According to Statistics Canada, the share of the Canadian population whose mother tongue is French declined from nearly 30 percent in 1941 to about 21 percent in 2016.

Nearly 18 percent of people in Canada are bilingual in English and French, the agency said, but there is a “widening gap in the long term” between the rate of English-French bilingualism in Quebec, where it is rising, and in the other provinces, where it is stagnant or declining.

In Quebec, the proportion of people whose mother tongue is French has stayed nearly constant over the past century, from around 80 percent in 1901 to around 78 percent in 2016. But with more immigration, projections show it could drop to 70 percent by 2036. The percentage of people in the province who can speak French was 95 percent in 2016.

In public hearings this year on Bill 96, some witnesses said the law did not go far enough.

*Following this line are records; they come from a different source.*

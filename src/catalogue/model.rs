use serde::{Deserialize, Serialize};

// 상품 모델
#[derive(Debug, Clone, PartialEq, Serialize, Deserialize)]
pub struct Product {
    pub category: String,
    pub brand: String,
    pub product_code: String,
    pub product_name: String,
    pub size: String,
    pub color: String,
    pub material: String,
    pub price: f64,
}
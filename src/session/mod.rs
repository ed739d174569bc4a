/// 사용자 세션 관리
/// 세션마다 상품 선택과 입찰 폼 상태를 하나씩 가진다.
/// 유휴 시간이 지난 세션은 새 세션 생성 시 정리된다.
// region:    --- Imports
use crate::bidding::commands;
use crate::bidding::model::{BidRecord, FieldEdits, FormState};
use crate::catalogue::model::Product;
use crate::catalogue::CatalogueStore;
use crate::error::{BidError, SessionError};
use crate::record_store::RecordStore;
use serde::Serialize;
use std::collections::HashMap;
use std::sync::atomic::{AtomicU64, Ordering};
use std::sync::Arc;
use std::time::{Duration, Instant};
use tokio::sync::Mutex;
use tracing::info;

// endregion: --- Imports

pub type SessionId = u64;

/// 기본 세션 유휴 만료 시간
pub const DEFAULT_IDLE_TTL: Duration = Duration::from_secs(30 * 60);

// region:    --- Session
#[derive(Debug, Clone, Default, Serialize)]
pub struct Session {
    pub id: SessionId,
    pub selection: Option<Product>,
    pub form: FormState,
}

struct Entry {
    session: Session,
    last_seen: Instant,
}

impl Entry {
    fn touch(&mut self) -> &mut Session {
        self.last_seen = Instant::now();
        &mut self.session
    }
}
// endregion: --- Session

// region:    --- Session Store
pub struct SessionStore {
    catalogue: Arc<CatalogueStore>,
    sessions: Mutex<HashMap<SessionId, Entry>>,
    next_id: AtomicU64,
    idle_ttl: Duration,
}

impl SessionStore {
    pub fn new(catalogue: Arc<CatalogueStore>) -> Self {
        Self::with_idle_ttl(catalogue, DEFAULT_IDLE_TTL)
    }

    pub fn with_idle_ttl(catalogue: Arc<CatalogueStore>, idle_ttl: Duration) -> Self {
        Self {
            catalogue,
            sessions: Mutex::new(HashMap::new()),
            next_id: AtomicU64::new(1),
            idle_ttl,
        }
    }

    /// 세션 생성 (Idle, 선택 없음)
    /// 생성 전에 유휴 세션을 정리한다.
    pub async fn create(&self) -> Session {
        let id = self.next_id.fetch_add(1, Ordering::Relaxed);
        let session = Session {
            id,
            ..Session::default()
        };

        let mut sessions = self.sessions.lock().await;
        let before = sessions.len();
        let idle_ttl = self.idle_ttl;
        sessions.retain(|_, entry| entry.last_seen.elapsed() < idle_ttl);
        let evicted = before - sessions.len();
        if evicted > 0 {
            info!("{:<12} --> 유휴 세션 {}개 정리", "Session", evicted);
        }

        sessions.insert(
            id,
            Entry {
                session: session.clone(),
                last_seen: Instant::now(),
            },
        );
        info!("{:<12} --> 세션 생성 id: {}", "Session", id);
        session
    }

    /// 세션 삭제
    pub async fn remove(&self, id: SessionId) -> Result<(), SessionError> {
        match self.sessions.lock().await.remove(&id) {
            Some(_) => {
                info!("{:<12} --> 세션 삭제 id: {}", "Session", id);
                Ok(())
            }
            None => Err(SessionError::NotFound(id)),
        }
    }

    pub async fn len(&self) -> usize {
        self.sessions.lock().await.len()
    }

    pub async fn is_empty(&self) -> bool {
        self.len().await == 0
    }

    pub async fn snapshot(&self, id: SessionId) -> Result<Session, SessionError> {
        self.update(id, |_| Ok(())).await
    }

    /// 상품 선택
    /// 선택된 상품이 바뀌면 폼을 Idle 로 초기화한다.
    /// 일치하는 상품이 없으면 선택이 해제된다.
    pub async fn select(
        &self,
        id: SessionId,
        category: &str,
        brand: &str,
        product_code: &str,
    ) -> Result<Session, SessionError> {
        let product = self.catalogue.select(category, brand, product_code).cloned();
        self.update(id, |session| {
            let previous = session.selection.as_ref().map(|p| p.product_code.as_str());
            let next = product.as_ref().map(|p| p.product_code.as_str());
            if previous != next {
                info!(
                    "{:<12} --> 상품 변경 id: {}, {:?} -> {:?}",
                    "Session", session.id, previous, next
                );
                session.form = commands::reset(std::mem::take(&mut session.form));
            }
            session.selection = product;
            Ok(())
        })
        .await
    }

    /// 입찰 시작
    pub async fn begin_bid(&self, id: SessionId) -> Result<Session, SessionError> {
        self.update(id, |session| {
            if session.selection.is_none() {
                return Err(SessionError::NoProductSelected);
            }
            session.form = commands::begin_bid(std::mem::take(&mut session.form));
            Ok(())
        })
        .await
    }

    /// 입력값 수정
    pub async fn edit(&self, id: SessionId, edits: FieldEdits) -> Result<Session, SessionError> {
        self.update(id, |session| {
            session.form = commands::edit(session.form.clone(), edits)?;
            Ok(())
        })
        .await
    }

    /// 입찰 확정
    /// 확정 처리가 끝날 때까지 잠금을 유지하여 쓰기를 직렬화한다.
    pub async fn confirm(
        &self,
        id: SessionId,
        store: &dyn RecordStore,
    ) -> Result<BidRecord, BidError> {
        let mut sessions = self.sessions.lock().await;
        let session = sessions
            .get_mut(&id)
            .ok_or(SessionError::NotFound(id))?
            .touch();
        let product = session
            .selection
            .clone()
            .ok_or(SessionError::NoProductSelected)?;
        commands::handle_confirm_bid(&mut session.form, &product, store).await
    }

    async fn update<F>(&self, id: SessionId, f: F) -> Result<Session, SessionError>
    where
        F: FnOnce(&mut Session) -> Result<(), SessionError>,
    {
        let mut sessions = self.sessions.lock().await;
        let session = sessions
            .get_mut(&id)
            .ok_or(SessionError::NotFound(id))?
            .touch();
        f(session)?;
        Ok(session.clone())
    }
}
// endregion: --- Session Store
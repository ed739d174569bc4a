/// 입찰 폼 상태 전이 및 검증
/// 1. 입찰 시작
/// 2. 입력값 수정
/// 3. 확정 및 검증
/// 4. 상품 변경 시 초기화
// region:    --- Imports
use super::model::{BidFields, BidRecord, FieldEdits, FormState, Phase, ValidatedBid};
use crate::catalogue::model::Product;
use crate::error::{BidError, SessionError, ValidationError};
use crate::record_store::RecordStore;
use chrono::Utc;
use tracing::{error, info};

// endregion: --- Imports

// region:    --- Transitions
/// 1. 입찰 시작 (Idle -> Bidding)
/// 이미 열린 폼은 입력값을 유지한다.
pub fn begin_bid(state: FormState) -> FormState {
    match state.phase {
        Phase::Idle => FormState {
            phase: Phase::Bidding,
            fields: BidFields::opened(),
        },
        _ => state,
    }
}

/// 2. 입력값 수정
pub fn edit(mut state: FormState, edits: FieldEdits) -> Result<FormState, SessionError> {
    if state.phase == Phase::Idle {
        return Err(SessionError::FormNotOpen);
    }
    let fields = &mut state.fields;
    if let Some(v) = edits.proposed_bid {
        fields.proposed_bid = v;
    }
    if let Some(v) = edits.full_name {
        fields.full_name = v;
    }
    if let Some(v) = edits.phone_number {
        fields.phone_number = v;
    }
    if let Some(v) = edits.email {
        fields.email = v;
    }
    Ok(state)
}

/// 3. 확정 (Bidding | Confirmed -> Confirmed)
pub fn confirm(state: FormState) -> Result<FormState, SessionError> {
    match state.phase {
        Phase::Idle => Err(SessionError::FormNotOpen),
        _ => Ok(FormState {
            phase: Phase::Confirmed,
            ..state
        }),
    }
}

/// 4. 초기화 (상품 변경)
pub fn reset(_state: FormState) -> FormState {
    FormState::default()
}
// endregion: --- Transitions

// region:    --- Validation
/// 확정 상태의 폼 검증
/// 확정 전에는 검증할 것이 없으므로 Ok(None) 을 반환한다.
/// 검사 순서: 필수 입력 -> 숫자 형식 -> 최소 금액
pub fn validate(
    state: &FormState,
    product: &Product,
) -> Result<Option<ValidatedBid>, ValidationError> {
    if state.phase != Phase::Confirmed {
        return Ok(None);
    }

    let fields = &state.fields;
    let required = [
        &fields.proposed_bid,
        &fields.full_name,
        &fields.phone_number,
        &fields.email,
    ];
    if required.iter().any(|v| v.is_empty()) {
        return Err(ValidationError::MissingFields);
    }

    let bid = parse_bid(&fields.proposed_bid)?;

    if (bid as f64) < product.price {
        return Err(ValidationError::BidTooLow {
            bid,
            price: product.price,
        });
    }

    Ok(Some(ValidatedBid {
        proposed_bid: bid,
        full_name: fields.full_name.clone(),
        phone_number: fields.phone_number.clone(),
        email: fields.email.clone(),
    }))
}

/// 입찰 금액 파싱 (ASCII 숫자만 허용)
pub fn parse_bid(raw: &str) -> Result<i64, ValidationError> {
    if raw.is_empty() || !raw.bytes().all(|b| b.is_ascii_digit()) {
        return Err(ValidationError::InvalidBidFormat);
    }
    raw.parse::<i64>()
        .map_err(|_| ValidationError::InvalidBidFormat)
}
// endregion: --- Validation

// region:    --- Commands
/// 입찰 확정 처리
/// 검증을 통과하면 기록을 저장하고 내보내기 파일을 갱신한다.
/// 상태는 검증 결과와 관계없이 Confirmed 로 남는다.
pub async fn handle_confirm_bid(
    state: &mut FormState,
    product: &Product,
    store: &dyn RecordStore,
) -> Result<BidRecord, BidError> {
    info!(
        "{:<12} --> 입찰 확정 요청: product={}",
        "Command", product.product_code
    );
    *state = confirm(state.clone())?;

    let bid = match validate(state, product)? {
        Some(bid) => bid,
        None => return Err(SessionError::FormNotOpen.into()),
    };

    let record = BidRecord::new(product, bid, Utc::now());
    store.add_record(&record).await?;
    info!(
        "{:<12} --> 입찰 저장 완료: product={}, bid={}",
        "Command", record.product, record.proposed_bid
    );

    // 기록은 이미 커밋되었으므로 내보내기 실패는 입찰 실패로 보지 않는다.
    if let Err(e) = store.export_all().await {
        error!("{:<12} --> 내보내기 갱신 실패: {:?}", "Command", e);
    }

    Ok(record)
}
// endregion: --- Commands
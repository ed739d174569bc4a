/// 상품 이미지 조회 및 배치
// region:    --- Imports
use serde::Serialize;
use std::path::{Path, PathBuf};
use tracing::{debug, warn};

// endregion: --- Imports

// region:    --- Model
#[derive(Debug, Clone, PartialEq, Eq, Serialize)]
pub struct ImageHandle {
    pub file_name: String,
    pub url: String,
}

// 이미지 배치: 없음 / 단일 전체폭 / 한 줄에 N개
#[derive(Debug, Clone, PartialEq, Eq, Serialize)]
#[serde(tag = "kind", content = "images", rename_all = "snake_case")]
pub enum ImageLayout {
    Empty,
    Single(ImageHandle),
    Row(Vec<ImageHandle>),
}

pub fn layout(mut images: Vec<ImageHandle>) -> ImageLayout {
    match images.len() {
        0 => ImageLayout::Empty,
        1 => ImageLayout::Single(images.remove(0)),
        _ => ImageLayout::Row(images),
    }
}
// endregion: --- Model

// region:    --- Gallery
#[derive(Debug, Clone)]
pub struct ImageGallery {
    dir: PathBuf,
    url_prefix: String,
}

impl ImageGallery {
    pub fn new(dir: impl Into<PathBuf>, url_prefix: impl Into<String>) -> Self {
        Self {
            dir: dir.into(),
            url_prefix: url_prefix.into(),
        }
    }

    pub fn dir(&self) -> &Path {
        &self.dir
    }

    /// 상품코드로 시작하는 이미지 파일 목록 (이름순)
    /// 디렉터리가 없거나 읽을 수 없으면 빈 목록을 반환한다.
    pub fn find(&self, product_code: &str) -> Vec<ImageHandle> {
        let entries = match std::fs::read_dir(&self.dir) {
            Ok(entries) => entries,
            Err(e) => {
                warn!("{:<12} --> 이미지 디렉터리 읽기 실패: {:?} ({})", "Gallery", self.dir, e);
                return Vec::new();
            }
        };

        let mut names: Vec<String> = entries
            .filter_map(Result::ok)
            .filter(|entry| entry.file_type().map(|t| t.is_file()).unwrap_or(false))
            .filter_map(|entry| entry.file_name().into_string().ok())
            .filter(|name| !product_code.is_empty() && name.starts_with(product_code))
            .collect();
        names.sort();
        debug!("{:<12} --> {} 이미지 {}개", "Gallery", product_code, names.len());

        names
            .into_iter()
            .map(|file_name| ImageHandle {
                url: format!("{}/{}", self.url_prefix.trim_end_matches('/'), file_name),
                file_name,
            })
            .collect()
    }

    pub fn layout_for(&self, product_code: &str) -> ImageLayout {
        layout(self.find(product_code))
    }
}
// endregion: --- Gallery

Louise Beaudoin, a former lawmaker with the sovereigntist Parti Québécois, said the minister responsible for the bill needed to have more “courage.” The bill, she said, could not be “moderate and reasonable” given “the state of French in Quebec.”

But others expressed concern that it would make the province less appealing for companies and workers in a world where English is the global language of business.

Michel Leblanc, head of the Chamber of Commerce of Metropolitan Montreal, told the minister responsible for the legislation that it was right to protect the French language. But, he added, “Businesses are scared.”